HPLC-tandem MS method validation and quantification of the EEAC ergostane and lanostane triterpenoids

The developed quantitative method based on the characteristic fragmentation reactions of triterpenoid compounds was highly specific with no interfering peaks at the retention times of the marker compounds (E1E12 and L1L4). The intra-day accuracy and the precision were calculated by analyzing of characteristic triterpenoids (E1E12 and L1L4) in five replicates at three different concentrations (50, 500 and 1000 ng/ml) on the same day. The inter-day accuracy and precision were obtained by repeating the measurements on five consecutive days. The relative standard deviation and relative error were less than 8.84, 8.14% and 8.22, 8.02% of ergostane and lanostane triterpenoids, respectively (Tables S1 and S2). The quantification of the sixteen triterpenoids was accomplished using HPLC-tandem MS protocol, the EEAC extraction method was prepared with our previous extraction procedure (refluxed with 95% ethanol at 75 °C in a 1:10 (w/v) ratio for 2 h) aiming to evaluate the accuracy of evaluating EEAC total triterpenoids concentrations using the optimum extraction conditions. The quantification results of EEAC total triterpenoids in two different extraction procedures were also compared. Therefore, the total concentrations of the ergostane and lanostane triterpenoids in the EEAC were found to be 567.83 and 113.86 µg/mg, respectively. The concentrations of each of the sixteen triterpenoids were found to be 16.739 ± 0.38, 34.539 ± 0.31 µg/mg (E1/E2), 5.997 ± 0.30, 10.751 ± 0.32 μg/mg (E3/E4), 40.206 ± 0.35, 54.288 ± 0.30 μg/mg (E5/E6), 48.102 ± 0.45, 39.012 ± 0.40 μg/mg (E7/E8), 31.509 ± 0.25, 22.251 ± 0.21 μg/mg (E9/E10), 120.418 ± 0.53, and 144.023 ± 0.57 μg/mg (E11/E12) for ergostanes and 45.685 ± 0.40, 38.561 ± 0.35, 26.724 ± 0.38, and 2.897 ± 0.41 μg/mg (L1–L4) for lanostane, respectively.

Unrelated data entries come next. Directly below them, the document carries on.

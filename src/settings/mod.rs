// # Pool Settings
//
// Immutable tunables for the session pool: capacity bounds, timeouts,
// the leak scanner period, and the load thresholds and factors that
// drive elastic sizing.
//
// Two providers are shipped:
// - `PoolSettings::default()` for hardcoded defaults
// - `PoolSettings::from_properties_file()` for `key = value` files

pub mod file;

use std::time::Duration;

use serde::{Deserialize, Serialize};

use crate::error::{PoolError, Result};

/// Configuration for the session pool.
///
/// Validated on construction by both providers and by
/// [`PoolSettingsBuilder::build`]; a pool never observes an inconsistent
/// settings table.
#[derive(Debug, Clone, Serialize, Deserialize)]
pub struct PoolSettings {
    /// Floor capacity; the pool never shrinks below this
    pub baseline_capacity: usize,

    /// Number of sessions opened eagerly at startup
    pub initial_fill: usize,

    /// Hard ceiling; the pool never grows beyond this
    pub max_capacity: usize,

    /// Maximum wait on an empty free queue during acquire
    pub acquire_timeout: Duration,

    /// Budget for a single liveness probe
    pub validation_timeout: Duration,

    /// A session held longer than this is considered leaked
    pub leak_threshold: Duration,

    /// Period of the background leak scanner
    pub leak_scan_interval: Duration,

    /// Active/capacity at or above this triggers a capacity grow
    pub high_load_ratio: f64,

    /// Active/capacity below this is a shrink candidate
    pub low_load_ratio: f64,

    /// Capacity multiplier when growing (> 1)
    pub grow_factor: f64,

    /// Fraction of capacity opened when the free queue empties (0, 1]
    pub top_up_factor: f64,

    /// Hard cap on a single top-up batch
    pub max_top_up: usize,

    /// Capacity multiplier when shrinking (0, 1)
    pub shrink_factor: f64,

    /// Consecutive low-load readings required before a shrink
    pub low_load_hysteresis: u32,
}

impl Default for PoolSettings {
    fn default() -> Self {
        Self {
            baseline_capacity: 10,
            initial_fill: 10,
            max_capacity: 100,
            acquire_timeout: Duration::from_secs(30),
            validation_timeout: Duration::from_secs(5),
            leak_threshold: Duration::from_secs(300),
            leak_scan_interval: Duration::from_secs(30),
            high_load_ratio: 0.75,
            low_load_ratio: 0.25,
            grow_factor: 2.0,
            top_up_factor: 0.25,
            max_top_up: 10,
            shrink_factor: 0.5,
            low_load_hysteresis: 3,
        }
    }
}

impl PoolSettings {
    /// Validate the settings table.
    pub fn validate(&self) -> Result<()> {
        if self.baseline_capacity == 0 {
            return Err(PoolError::ConfigInvalid(
                "baseline_capacity must be at least 1".to_string(),
            ));
        }

        if self.baseline_capacity > self.max_capacity {
            return Err(PoolError::ConfigInvalid(format!(
                "baseline_capacity ({}) > max_capacity ({})",
                self.baseline_capacity, self.max_capacity
            )));
        }

        if self.initial_fill > self.max_capacity {
            return Err(PoolError::ConfigInvalid(format!(
                "initial_fill ({}) > max_capacity ({})",
                self.initial_fill, self.max_capacity
            )));
        }

        if !(self.low_load_ratio > 0.0 && self.low_load_ratio < self.high_load_ratio) {
            return Err(PoolError::ConfigInvalid(format!(
                "load ratios must satisfy 0 < low ({}) < high ({})",
                self.low_load_ratio, self.high_load_ratio
            )));
        }

        if self.high_load_ratio > 1.0 {
            return Err(PoolError::ConfigInvalid(format!(
                "high_load_ratio ({}) > 1.0",
                self.high_load_ratio
            )));
        }

        if self.grow_factor <= 1.0 {
            return Err(PoolError::ConfigInvalid(format!(
                "grow_factor ({}) must be > 1",
                self.grow_factor
            )));
        }

        if !(self.top_up_factor > 0.0 && self.top_up_factor <= 1.0) {
            return Err(PoolError::ConfigInvalid(format!(
                "top_up_factor ({}) must be in (0, 1]",
                self.top_up_factor
            )));
        }

        if self.max_top_up == 0 {
            return Err(PoolError::ConfigInvalid(
                "max_top_up must be at least 1".to_string(),
            ));
        }

        if !(self.shrink_factor > 0.0 && self.shrink_factor < 1.0) {
            return Err(PoolError::ConfigInvalid(format!(
                "shrink_factor ({}) must be in (0, 1)",
                self.shrink_factor
            )));
        }

        if self.low_load_hysteresis == 0 {
            return Err(PoolError::ConfigInvalid(
                "low_load_hysteresis must be at least 1".to_string(),
            ));
        }

        Ok(())
    }

    /// Create a builder seeded with the default settings.
    pub fn builder() -> PoolSettingsBuilder {
        PoolSettingsBuilder::default()
    }
}

/// Builder for pool settings.
#[derive(Default)]
pub struct PoolSettingsBuilder {
    settings: PoolSettings,
}

impl PoolSettingsBuilder {
    pub fn baseline_capacity(mut self, capacity: usize) -> Self {
        self.settings.baseline_capacity = capacity;
        self
    }

    pub fn initial_fill(mut self, fill: usize) -> Self {
        self.settings.initial_fill = fill;
        self
    }

    pub fn max_capacity(mut self, capacity: usize) -> Self {
        self.settings.max_capacity = capacity;
        self
    }

    pub fn acquire_timeout(mut self, timeout: Duration) -> Self {
        self.settings.acquire_timeout = timeout;
        self
    }

    pub fn validation_timeout(mut self, timeout: Duration) -> Self {
        self.settings.validation_timeout = timeout;
        self
    }

    pub fn leak_threshold(mut self, threshold: Duration) -> Self {
        self.settings.leak_threshold = threshold;
        self
    }

    pub fn leak_scan_interval(mut self, interval: Duration) -> Self {
        self.settings.leak_scan_interval = interval;
        self
    }

    pub fn high_load_ratio(mut self, ratio: f64) -> Self {
        self.settings.high_load_ratio = ratio;
        self
    }

    pub fn low_load_ratio(mut self, ratio: f64) -> Self {
        self.settings.low_load_ratio = ratio;
        self
    }

    pub fn grow_factor(mut self, factor: f64) -> Self {
        self.settings.grow_factor = factor;
        self
    }

    pub fn top_up_factor(mut self, factor: f64) -> Self {
        self.settings.top_up_factor = factor;
        self
    }

    pub fn max_top_up(mut self, count: usize) -> Self {
        self.settings.max_top_up = count;
        self
    }

    pub fn shrink_factor(mut self, factor: f64) -> Self {
        self.settings.shrink_factor = factor;
        self
    }

    pub fn low_load_hysteresis(mut self, count: u32) -> Self {
        self.settings.low_load_hysteresis = count;
        self
    }

    pub fn build(self) -> Result<PoolSettings> {
        self.settings.validate()?;
        Ok(self.settings)
    }
}

#[cfg(test)]
mod tests {
    use super::*;

    #[test]
    fn default_settings_are_valid() {
        assert!(PoolSettings::default().validate().is_ok());
    }

    #[test]
    fn builder_produces_validated_settings() {
        let settings = PoolSettings::builder()
            .baseline_capacity(4)
            .initial_fill(2)
            .max_capacity(32)
            .acquire_timeout(Duration::from_secs(5))
            .build()
            .unwrap();

        assert_eq!(settings.baseline_capacity, 4);
        assert_eq!(settings.initial_fill, 2);
        assert_eq!(settings.max_capacity, 32);
    }

    #[test]
    fn rejects_zero_baseline() {
        let result = PoolSettings::builder().baseline_capacity(0).build();
        assert!(matches!(result, Err(PoolError::ConfigInvalid(_))));
    }

    #[test]
    fn rejects_baseline_above_max() {
        let result = PoolSettings::builder()
            .baseline_capacity(50)
            .max_capacity(10)
            .build();
        assert!(matches!(result, Err(PoolError::ConfigInvalid(_))));
    }

    #[test]
    fn rejects_inverted_load_ratios() {
        let result = PoolSettings::builder()
            .low_load_ratio(0.9)
            .high_load_ratio(0.5)
            .build();
        assert!(matches!(result, Err(PoolError::ConfigInvalid(_))));
    }

    #[test]
    fn rejects_shrink_factor_of_one() {
        let result = PoolSettings::builder().shrink_factor(1.0).build();
        assert!(matches!(result, Err(PoolError::ConfigInvalid(_))));
    }

    #[test]
    fn rejects_grow_factor_of_one() {
        let result = PoolSettings::builder().grow_factor(1.0).build();
        assert!(matches!(result, Err(PoolError::ConfigInvalid(_))));
    }
}
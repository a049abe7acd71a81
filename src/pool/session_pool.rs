// # Session Pool Manager
//
// The pool manager owns the borrow/return protocol and the capacity
// policy:
//
// - **Acquire**: grow the capacity ceiling under high load, top the free
//   queue up when it runs empty, pop with a bounded wait, revalidate the
//   session before handout, then record it in the active set and with the
//   leak detector.
// - **Release**: revalidate, re-queue or close, then evaluate the shrink
//   policy with hysteresis so a momentary lull does not thrash capacity.
// - **Reclaim**: the leak scanner calls back into `reclaim_leaked` for
//   sessions held past the threshold.
//
// Hot paths touch only atomics and the concurrent containers; the three
// sizing decisions (grow, top-up, shrink) serialize on a single sizing
// lock. `reclaim_leaked` never takes that lock, so a scan cannot deadlock
// with a concurrent reconfiguration.

use std::collections::VecDeque;
use std::sync::atomic::{AtomicBool, AtomicU32, AtomicUsize, Ordering};
use std::sync::{Arc, Weak};
use std::time::{Duration, Instant};

use dashmap::DashMap;
use futures::FutureExt;
use parking_lot::{Mutex, RwLock};
use tokio::sync::{Mutex as AsyncMutex, Notify};
use tokio::time::timeout;

use crate::error::{PoolError, Result};
use crate::factory::SessionFactory;
use crate::pool::free_queue::FreeQueue;
use crate::pool::leak_detector::{LeakDetector, ReclaimFn};
use crate::pool::scheduler::{PeriodicTask, ScheduleHandle, Scheduler, TokioScheduler};
use crate::pool::stats::{PoolStats, StatsRecorder};
use crate::session::{SessionId, SharedSession};
use crate::settings::PoolSettings;

/// Elastic session pool.
///
/// See the module header for the protocol. Observers key on handle
/// identity ([`SessionId`]); callers must not re-wrap a handed-out
/// session before passing it back.
pub struct SessionPool {
    settings: PoolSettings,
    factory: Arc<dyn SessionFactory>,

    /// Current capacity bound, within `[baseline_capacity, max_capacity]`.
    capacity: AtomicUsize,

    /// Published free queue; replaced wholesale on grow/shrink. Readers
    /// clone the `Arc` and keep operating on a valid queue across a swap.
    free: RwLock<Arc<FreeQueue>>,

    /// Wakes bounded-wait pollers when a session is offered.
    free_signal: Notify,

    /// Sessions currently held by borrowers.
    active: DashMap<SessionId, SharedSession>,

    /// Cardinality of `active`, kept as a counter for cheap ratio tests.
    active_count: AtomicUsize,

    /// Consecutive low-load observations on the release path.
    low_load_streak: AtomicU32,

    /// Serializes grow, top-up and shrink.
    sizing: AsyncMutex<()>,

    leak_detector: Arc<LeakDetector>,
    scheduler: Box<dyn Scheduler>,
    leak_armed: AtomicBool,
    scan_handle: Mutex<Option<ScheduleHandle>>,

    closed: AtomicBool,
    stats: StatsRecorder,
}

The results demonstrated that the optimum extraction procedures resulted in high yields of the total triterpenoids in EEAC. The concentration of the total ergostane triterpenoids in EEAC under the expected temperature (54.6 °C) achieved a plateau point. The concentration can slowly increase with increasing temperature. On the contrary, the concentration of the total lanostane triterpenoids in EEAC obtained using the optimum extraction temperature (54.6 °C) was 1.65 folds higher than those obtained by the original extraction temperature (75 °C). Consequently, the extraction temperature was an important variable for extracting the EEAC ergostane and lanostane triterpenoids in addition to the main parameter of EtOH concentration.

Conclusions

An efficient methodology was developed for the characterization and quantification of AC triterpenoids using experimental design. The wild fruiting body of AC (EEAC) was analyzed in an accurate protocol using RSM and qNMR. The quantification of the total triterpenoids was conducted by comparing the HPLC-tandem MS and qNMR results. The lack of standard protocols to ensure AC product quality highlighted the importance of developing and establishing a quantification method to provide AC components. This method will have practical applications for the production of highly specialized AC supplements and related commercial products.